Novel Similarities in the Grapes of Wrath & War and Peace

Eric  Martin

At first glance the novels The Grapes of Wrath and War and Peace may seem to have very little in common, but on further inspection the two historical novels show a number of similarities and shared qualities.

Before you even read The Grapes of Wrath or War and Peace, you know that both are rather big books - "big" as in famous and big as in long - but the novels' similarities go deeper.

Historical Novels

In both intention and substance, The Grapes of Wrath and War and Peace are "historical novels." Each book takes up a particular period of history for examination and imagines the lives of the people who lived through it.

In The Grapes of Wrath, the Great Depression of the late 1920s and 1930s is examined as it relates to the lives of farm workers from the American "dust bowl".

War and Peace looks at the Napoleonic Wars fought between France and Russia in the early 19th century, following the lives of soldiers and civilians during that period.

The most obvious similarity of War and Peace and The Grapes of Wrath is this shared interest in exploring the human side of a particular era of history and attempting to calculate the weight of these periods in the most human terms.

No Single Protagonist

The nature of the historical novel, as written by Tolstoy and Steinbeck, calls for a certain broadness of interest in character.
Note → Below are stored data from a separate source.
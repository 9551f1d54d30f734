use crate::decode::DecodeFailure;

/// The primary error type for the Meta AI client.
///
/// This enum consolidates all possible errors that can occur while talking to the
/// provider, from configuration problems to session expiry and upload rejections.
#[derive(Debug, thiserror::Error)]
pub enum MetaAiError {
    /// Mandatory session cookies were neither passed in nor found in the environment.
    #[error("Missing mandatory credentials: {}. Provide them explicitly or set META_AI_DATR / META_AI_ABRA_SESS.", missing.join(", "))]
    MissingCredentials { missing: Vec<&'static str> },

    /// The request was rejected locally before anything was sent.
    #[error("Invalid request: {0}")]
    InvalidRequest(String),

    /// Error originating from the underlying HTTP client (`reqwest`).
    #[error("Network request failed: {0}")]
    RequestFailed(#[from] reqwest::Error),

    /// Error during JSON serialization or deserialization.
    #[error("Failed to parse API response: {0}")]
    ResponseParseFailed(#[from] serde_json::Error),

    /// The provider answered, but not with anything we could use.
    #[error("Failed to decode provider response: {0}")]
    Decode(#[from] DecodeFailure),

    /// A non-success status from an endpoint that has no richer decoding.
    #[error("API request failed with status {status}: {message}")]
    ApiError { status: u16, message: String },

    /// An auth failure was detected and the forced refresh succeeded.
    /// The original call was not retried; the caller decides whether to do so.
    #[error("Session expired; credentials were refreshed and the request may be retried")]
    SessionExpired,

    /// An auth failure was detected and the forced refresh failed too.
    #[error("Authentication failed and credential refresh did not recover: {reason}")]
    AuthRefreshFailed { reason: String },

    /// A forced credential refresh failed.
    #[error("Credential refresh failed: {0}")]
    RefreshFailed(String),

    /// Upload needs the derived bearer token and none is available.
    #[error("No access token available for upload. Refresh credentials first.")]
    MissingBearerToken,

    /// Only images can be uploaded.
    #[error("Unsupported media type for upload: {0}")]
    InvalidMediaType(String),

    /// The upload service rejected the file.
    #[error("Upload rejected ({error_type}): {message}")]
    UploadRejected {
        error_type: String,
        message: String,
        retriable: bool,
    },

    /// Error related to URL parsing.
    #[error("URL parsing failed: {0}")]
    UrlParseFailed(#[from] url::ParseError),

    /// Error related to file input/output operations.
    #[error("File I/O error: {0}")]
    IoError(#[from] std::io::Error),
}

impl MetaAiError {
    /// Whether a retry of the same call could plausibly succeed.
    pub fn is_transient(&self) -> bool {
        match self {
            MetaAiError::RequestFailed(_) | MetaAiError::SessionExpired => true,
            MetaAiError::Decode(failure) => failure.is_retryable(),
            MetaAiError::ApiError { status, .. } => *status == 429 || *status >= 500,
            MetaAiError::UploadRejected { retriable, .. } => *retriable,
            _ => false,
        }
    }

    /// Errors that stop a polling loop instead of counting as "not ready yet".
    pub(crate) fn is_fatal_for_polling(&self) -> bool {
        matches!(
            self,
            MetaAiError::AuthRefreshFailed { .. } | MetaAiError::MissingCredentials { .. }
        )
    }
}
Though Tolstoy balanced multiple central figures in Anna Karenina as well, the choice of focusing on more than one character was not common in his work. In War and Peace, at least four characters can be considered as protagonists, receiving considerable attention throughout the novel.

This is the second clear similarity of War and Peace and The Grapes of Wrath because Steinbeck also chooses to focus on multiple characters in his historical novel. So it is true in The Grapes of Wrath also that no single character can be said to be the protagonist.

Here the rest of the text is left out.